The Green's transport spokesperson Julia-Anne Genter and East Coast candidate Gareth Hughes announced the policy in Gisborne this week.
The rail line has been mothballed - essentially disused in its current state, but able to be restored - when the cost of repairs after a 2012 storm were deemed to outweigh foreseeable benefits.
At the time, KiwiRail said it had a "long and hard look at future business prospects" and decided against fixing the line.
Last October, with underwriting from Hawke's Bay Regional Council, Kiwirail and Napier Port announced a dedicated log service on the Napier to Wairoa section would reopen this year - now scheduled to be late next year - to cope with logging growth in the coming decades.
And now, the Green Party has said in Government it would restore the whole line to enable passenger services to run up the coast.
"Better connectivity to Gisborne and the East Cape is good for business and jobs - and rail is an essential part of that," said Green East Coast candidate Gareth Hughes.
"There are huge benefits to moving more freight by rail in the region - fewer heavy trucks on the roads, less pollution, and lower freight costs for businesses," said Green Party transport spokesperson Julie Anne Genter.
The Green's Napier candidate, Damon Rusden, said the line would "open up opportunity" to people of Napier and Gisborne.
"Opening the line will allow access to the EIT campus and other educational institutes in Napier, and employment prospects. People in Napier will be able to enjoy the beautiful environment of Gisborne, and the potential for business.
"Ultimately this is about connecting our regions across New Zealand."
Both Labour's Napier and Tukituki candidates - Stuart Nash and Anna Lorck - were in favour of the announcement.
Mr Nash said it was always Labour's policy to revitalise the line. He said Labour had costed the rebuild a few years ago at $4.5 million.

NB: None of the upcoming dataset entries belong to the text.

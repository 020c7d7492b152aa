use super::{IrrigationPlan, IrrigationRule};
use crate::models::{CropStageParameters, FieldConditions};

/// Soil moisture (%) below which a dry field is irrigated.
pub const MOISTURE_DEFICIT_PCT: f64 = 30.0;

/// Dry soil with no rain coming: apply the stage's water requirement.
pub struct MoistureDeficitRule;

impl IrrigationRule for MoistureDeficitRule {
    fn id(&self) -> &'static str {
        "moisture_deficit"
    }

    fn name(&self) -> &'static str {
        "Moisture Deficit"
    }

    fn evaluate(
        &self,
        conditions: &FieldConditions,
        params: &CropStageParameters,
        _plan: IrrigationPlan,
    ) -> Option<IrrigationPlan> {
        if conditions.soil_moisture_pct < MOISTURE_DEFICIT_PCT && !conditions.rain_forecast {
            Some(IrrigationPlan {
                needed: true,
                depth_inches: params.water_requirement_inches,
            })
        } else {
            None
        }
    }
}

#[cfg(test)]
mod tests {
    use super::*;

    #[test]
    fn fires_only_when_dry_and_no_rain() {
        let params = CropStageParameters::for_stage("vegetative");
        let rule = MoistureDeficitRule;
        let plan = IrrigationPlan::default();

        let dry = FieldConditions::new(20.0, "vegetative");
        let fired = rule.evaluate(&dry, &params, plan).unwrap();
        assert!(fired.needed);
        assert_eq!(fired.depth_inches, 0.3);

        assert!(rule.evaluate(&dry.clone().with_rain(true, 0.0), &params, plan).is_none());
        assert!(rule
            .evaluate(&FieldConditions::new(30.0, "vegetative"), &params, plan)
            .is_none());
    }
}
/// Per-farm totals from the `Total` column, or the sum of the date columns
/// when there is none. Repeated farm rows are summed, first-seen order kept.
pub fn farm_totals(table: &RawTable, kind: CostKind, unit_price: f64) -> Result<Vec<FarmCostTotal>> {
    check_price(unit_price, kind)?;
    let farm_idx = farm_column(table, kind)?;

    let amount_of: Box<dyn Fn(&[String]) -> f64> = match table.column_index(TOTAL) {
        Some(total_idx) => Box::new(move |row: &[String]| parse_number(&row[total_idx]).unwrap_or(0.0)),
        None => {
            let dated: Vec<usize> = date_columns(table)
                .into_iter()
                .filter(|&i| parse_date(&table.columns[i]).is_some())
                .collect();
            if dated.is_empty() {
                return Err(ValidationError::NoDateColumns(kind.as_str().to_string()).into());
            }
            Box::new(move |row: &[String]| {
                dated
                    .iter()
                    .map(|&i| parse_number(&row[i]).unwrap_or(0.0))
                    .sum()
            })
        }
    };

    let mut totals: Vec<FarmCostTotal> = Vec::new();
    let mut positions: HashMap<String, usize> = HashMap::new();
    for row in &table.rows {
        let farm_id = row[farm_idx].as_str();
        if farm_id.is_empty() {
            continue;
        }
        let amount = amount_of(row.as_slice());
        match positions.get(farm_id) {
            Some(&pos) => {
                totals[pos].amount += amount;
                totals[pos].cost_usd += amount * unit_price;
            }
            None => {
                positions.insert(farm_id.to_string(), totals.len());
                totals.push(FarmCostTotal {
                    farm_id: farm_id.to_string(),
                    amount,
                    cost_usd: amount * unit_price,
                });
            }
        }
    }
    Ok(totals)
}

/// Irrigation and fertilizer cost side by side per (farm, date), ordered by
/// date then farm. Either side may be missing for a key; it counts as 0.
pub fn combine_by_farm_date(irrigation: &[CostRecord], fertilizer: &[CostRecord]) -> Vec<FarmDateCost> {
    let mut combined: BTreeMap<(NaiveDate, String), (f64, f64)> = BTreeMap::new();
    for r in irrigation {
        combined.entry((r.date, r.farm_id.clone())).or_default().0 += r.cost_usd;
    }
    for r in fertilizer {
        combined.entry((r.date, r.farm_id.clone())).or_default().1 += r.cost_usd;
    }

    combined
        .into_iter()
        .map(|((date, farm_id), (irrigation_cost_usd, fertilizer_cost_usd))| FarmDateCost {
            farm_id,
            date,
            irrigation_cost_usd,
            fertilizer_cost_usd,
            total_cost_usd: irrigation_cost_usd + fertilizer_cost_usd,
        })
        .collect()
}

/// Total irrigation plus fertilizer cost per hybrid.
///
/// Irrigation farms are the base when present and fertilizer is joined onto
/// them (missing → 0); otherwise fertilizer farms are the base. Each base farm
/// contributes to every hybrid planted on it. Farms with no planting row are
/// left out. A non-empty `selected` keeps only those hybrids.
pub fn rollup_by_hybrid(
    irrigation: Option<&[FarmCostTotal]>,
    fertilizer: Option<&[FarmCostTotal]>,
    planting: Option<&[PlantingRecord]>,
    selected: &[String],
) -> HybridRollup {
    match join_hybrids(irrigation, fertilizer, planting, selected) {
        Ok(hybrids) => HybridRollup::Available { hybrids },
        Err(e) => {
            tracing::debug!("Hybrid rollup unavailable: {}", e);
            HybridRollup::unavailable(&e)
        }
    }
}
use serde::{Deserialize, Serialize};

/// Ordered by severity.
#[derive(Debug, Clone, Copy, PartialEq, Eq, PartialOrd, Ord, Serialize, Deserialize)]
pub enum StatusLevel {
    Ok,
    Warning,
    Error,
}

impl StatusLevel {
    pub fn as_str(&self) -> &'static str {
        match self {
            StatusLevel::Ok => "OK",
            StatusLevel::Warning => "WARNING",
            StatusLevel::Error => "ERROR",
        }
    }
}

impl std::fmt::Display for StatusLevel {
    fn fmt(&self, f: &mut std::fmt::Formatter<'_>) -> std::fmt::Result {
        write!(f, "{}", self.as_str())
    }
}

#[derive(Debug, Clone, PartialEq, Eq, Serialize, Deserialize)]
pub struct StageStatus {
    pub level: StatusLevel,
    pub message: String,
}

impl StageStatus {
    pub fn ok(message: impl Into<String>) -> Self {
        Self {
            level: StatusLevel::Ok,
            message: message.into(),
        }
    }

    pub fn warning(message: impl Into<String>) -> Self {
        Self {
            level: StatusLevel::Warning,
            message: message.into(),
        }
    }

    pub fn error(message: impl Into<String>) -> Self {
        Self {
            level: StatusLevel::Error,
            message: message.into(),
        }
    }

    pub fn is_ok(&self) -> bool {
        self.level == StatusLevel::Ok
    }

    /// Merge several statuses: the worst level wins, messages are joined.
    pub fn combine(statuses: impl IntoIterator<Item = StageStatus>) -> Self {
        let statuses: Vec<StageStatus> = statuses.into_iter().collect();
        let level = statuses
            .iter()
            .map(|s| s.level)
            .max()
            .unwrap_or(StatusLevel::Ok);
        let message = statuses
            .into_iter()
            .map(|s| s.message)
            .filter(|m| !m.is_empty())
            .collect::<Vec<_>>()
            .join("; ");
        Self { level, message }
    }
}

impl std::fmt::Display for StageStatus {
    fn fmt(&self, f: &mut std::fmt::Formatter<'_>) -> std::fmt::Result {
        write!(f, "[{}] {}", self.level, self.message)
    }
}

/// A stage result that never carries a fault: failures become an empty
/// value plus an error status.
#[derive(Debug, Clone, PartialEq, Serialize, Deserialize)]
pub struct StageOutcome<T> {
    pub data: T,
    pub status: StageStatus,
}

impl<T> StageOutcome<T> {
    pub fn new(data: T, status: StageStatus) -> Self {
        Self { data, status }
    }
}

impl<T: Default> StageOutcome<T> {
    pub fn failed(message: impl Into<String>) -> Self {
        Self {
            data: T::default(),
            status: StageStatus::error(message),
        }
    }
}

He said it would "absolutely" boost the region. He said if the region was to have wood processing plants along the coast, proper infrastructure was essential.
Ms Lorck agreed.
However, National's Napier and Tukituki candidates had reservations or did not support the business case as it stands.
National's Napier candidate David Elliott said if financial viability of the line could be proven, he'd support it.
"Otherwise, they have to convince taxpayers to cover the ongoing loss. The losses faced in rail are primarily around maintenance and history shows the Napier - Gisborne line requires a lot of maintenance," Mr Elliott said.
"My understanding is that it costs logging companies more in handling charges to use the rail system so until that is overcome, they are unlikely to use it enough to make it viable."
National's Tukituki candidate Lawrence Yule broadly agreed.
"I have looked at the Wairoa to Gisborne part of the line and it has some of the most significant infrastructure and weather risk of any line in the country," Mr Yule said.
"At this stage, based on demand and cost of the infrastructure I think money could be better used for other public services such as health, education, housing and roading."
Hawke's Bay Regional Councillor Alan Dick said regardless of whether the Greens are in Government in a few weeks' time, the council, Kiwirail and the Port would plough on with progress on log rail to Wairoa.
"We're going to make it happen in any case, from Wairoa to Napier.
"The transport committee did a familiarisation trip up the line to Wairoa and back about three weeks ago. The infrastructure's in good condition, it needs foliage to be cleared, it needs some work on replacing decayed sleepers... but the major infrastructure... is in very sound condition."